## [Work instructions]
What lines of the data hold the string "dump"? Copy them all.
BEGIN
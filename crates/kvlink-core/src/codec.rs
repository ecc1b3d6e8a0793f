//! Value codec.
//!
//! The backend only stores strings. Structure is imposed here, at the
//! adapter boundary:
//!
//! - `encode` turns any value into the string that gets stored
//! - `decode` turns a stored string back into a value, falling back to the
//!   raw text when it is not JSON
//!
//! Neither direction fails. A string that happens to look like JSON (`"5"`,
//! `"true"`, `"[1]"`) comes back as the parsed value; the store keeps no
//! schema that could tell the two apart.

use serde::Serialize;
use serde_json::Value;
use std::fmt;

/// Encode a value into the string form held by the store.
pub fn encode(value: &Value) -> String {
    match value {
        Value::String(s) => s.clone(),
        Value::Number(n) => n.to_string(),
        Value::Bool(b) => b.to_string(),
        other => encode_with(other),
    }
}

/// Serialize anything to JSON, falling back to its `Display` form.
pub fn encode_with<T>(value: &T) -> String
where
    T: Serialize + fmt::Display + ?Sized,
{
    serde_json::to_string(value).unwrap_or_else(|_| value.to_string())
}

/// Decode a stored string. Anything that isn't JSON is returned as text.
pub fn decode(raw: &str) -> Value {
    serde_json::from_str(raw).unwrap_or_else(|_| Value::String(raw.to_string()))
}

/// Scalars pass through; everything else is replaced by its encoded string.
pub fn normalize(value: &Value) -> Value {
    if is_scalar(value) {
        value.clone()
    } else {
        Value::String(encode(value))
    }
}

fn is_scalar(value: &Value) -> bool {
    matches!(value, Value::String(_) | Value::Number(_) | Value::Bool(_))
}

#[cfg(test)]
mod tests {
    use super::*;
    use serde_json::json;

    #[test]
    fn scalars_encode_as_text() {
        assert_eq!(encode(&json!("hello")), "hello");
        assert_eq!(encode(&json!(42)), "42");
        assert_eq!(encode(&json!(-1.5)), "-1.5");
        assert_eq!(encode(&json!(true)), "true");
    }

    #[test]
    fn structures_encode_as_json() {
        assert_eq!(encode(&json!({"a": 1})), r#"{"a":1}"#);
        assert_eq!(encode(&json!([1, "two", null])), r#"[1,"two",null]"#);
        assert_eq!(encode(&Value::Null), "null");
    }

    #[test]
    fn structured_values_survive_the_store() {
        let values = [
            json!({"a": 1, "nested": {"list": [1, 2, 3]}}),
            json!([true, false, {"k": "v"}]),
            json!(17),
            json!(2.25),
            json!(false),
        ];
        for v in values {
            assert_eq!(decode(&encode(&v)), v);
        }
    }

    #[test]
    fn plain_strings_are_opaque() {
        for s in ["hello", "hello world", "{not json", "a,b,c", ""] {
            assert_eq!(decode(&encode(&json!(s))), json!(s));
        }
    }

    #[test]
    fn json_looking_strings_do_not_round_trip() {
        assert_eq!(decode(&encode(&json!("5"))), json!(5));
        assert_eq!(decode(&encode(&json!("true"))), json!(true));
    }

    #[test]
    fn encode_with_falls_back_to_display() {
        struct Stubborn;

        impl Serialize for Stubborn {
            fn serialize<S: serde::Serializer>(&self, _: S) -> Result<S::Ok, S::Error> {
                Err(serde::ser::Error::custom("cannot serialize"))
            }
        }

        impl fmt::Display for Stubborn {
            fn fmt(&self, f: &mut fmt::Formatter<'_>) -> fmt::Result {
                f.write_str("<stubborn>")
            }
        }

        assert_eq!(encode_with(&Stubborn), "<stubborn>");
    }

    #[test]
    fn normalize_stringifies_structures_only() {
        assert_eq!(normalize(&json!("x")), json!("x"));
        assert_eq!(normalize(&json!(3)), json!(3));
        assert_eq!(normalize(&json!({"a": 1})), json!(r#"{"a":1}"#));
        assert_eq!(normalize(&Value::Null), json!("null"));
    }
}
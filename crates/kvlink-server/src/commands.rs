//! The store commands exposed to the host.

use crate::registry::{Command, Invocation, Registry, handler};
use base64::Engine;
use base64::engine::general_purpose::STANDARD as BASE64;
use kvlink_client::ClientError;
use kvlink_core::{CommandError, Envelope, Route, Source, codec};
use serde_json::Value;

const PATH: &[Source] = &[Source::Path];
const QUERY: &[Source] = &[Source::Query];
const BODY: &[Source] = &[Source::Body];

const MESSAGE: &str = "ui.message";
const INTEGER: &str = "number[numbers.integer]";

/// Build the full command table.
pub fn table() -> Registry {
    let mut registry = Registry::new();

    registry.register(
        Command::new("connect", Route::get("/connect"), handler(connect))
            .reads(QUERY)
            .describe(
                "Connect command",
                MESSAGE,
                ["connect (host string) (port numbers.integer)", "CONNECT (host string) (port numbers.integer)"],
            ),
    );
    registry.register(
        Command::new("get", Route::get("/get/{key}"), handler(get))
            .reads(PATH)
            .describe("GET command", "any", ["get (key string)", "GET (key string)"]),
    );
    registry.register(
        Command::new("set", Route::post("/set"), handler(set))
            .reads(BODY)
            .describe(
                "SET command",
                MESSAGE,
                ["set (key string) to (value any)", "SET (key string) to (value any)"],
            ),
    );
    registry.register(
        Command::new("append", Route::post("/append"), handler(append))
            .reads(BODY)
            .describe(
                "APPEND command",
                MESSAGE,
                [
                    "append (key string) (value string)",
                    "APPEND (key string) (value string)",
                    "append (value string) to (key string)",
                    "APPEND (value string) to (key string)",
                ],
            ),
    );
    registry.register(
        Command::new("dbsize", Route::get("/dbsize"), handler(dbsize))
            .describe("DBSIZE command", INTEGER, ["dbsize", "DBSIZE"]),
    );
    registry.register(
        Command::new("decrement", Route::post("/decrement"), handler(decrement))
            .reads(BODY)
            .describe("DECR command", MESSAGE, ["decr (key string)", "DECR (key string)"]),
    );
    registry.register(
        Command::new("decrementBy", Route::post("/decrementby"), handler(decrement_by))
            .reads(BODY)
            .describe(
                "DECRBY command",
                MESSAGE,
                [
                    "decrby (key string) (by number)",
                    "DECRBY (key string) (by number)",
                    "decr (key string) by (by number)",
                    "DECR (key string) by (by number)",
                ],
            ),
    );
    registry.register(
        Command::new("del", Route::delete("/delete"), handler(del))
            .reads(BODY)
            .describe(
                "DEL command",
                MESSAGE,
                [
                    "del (key string)",
                    "DEL (key string)",
                    "del (keys list<string>)",
                    "DEL (keys list<string>)",
                ],
            ),
    );
    registry.register(
        Command::new("dump", Route::get("/dump/{key}"), handler(dump))
            .reads(PATH)
            .describe("DUMP command", "string", ["dump (key string)", "DUMP (key string)"]),
    );
    registry.register(
        Command::new("exists", Route::get("/exists"), handler(exists))
            .reads(QUERY)
            .describe(
                "EXISTS command",
                INTEGER,
                [
                    "exists (key string)",
                    "EXISTS (key string)",
                    "exists (keys list<string>)",
                    "EXISTS (keys list<string>)",
                ],
            ),
    );
    registry.register(
        Command::new("type", Route::get("/type/{key}"), handler(key_type))
            .reads(PATH)
            .describe("type command", "any", ["type (key string)", "TYPE (key string)"]),
    );
    registry.register(
        Command::new("renamenx", Route::post("/renamenx"), handler(renamenx))
            .reads(BODY)
            .describe(
                "renamenx command",
                INTEGER,
                ["renamenx (key string) (newKey string)", "RENAMENX (key string) (newKey string)"],
            ),
    );

    registry
}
END
## [Answer for this exercise]
        Command::new("dump", Route::get("/dump/{key}"), handler(dump))
            .describe("DUMP command", "string", ["dump (key string)", "DUMP (key string)"]),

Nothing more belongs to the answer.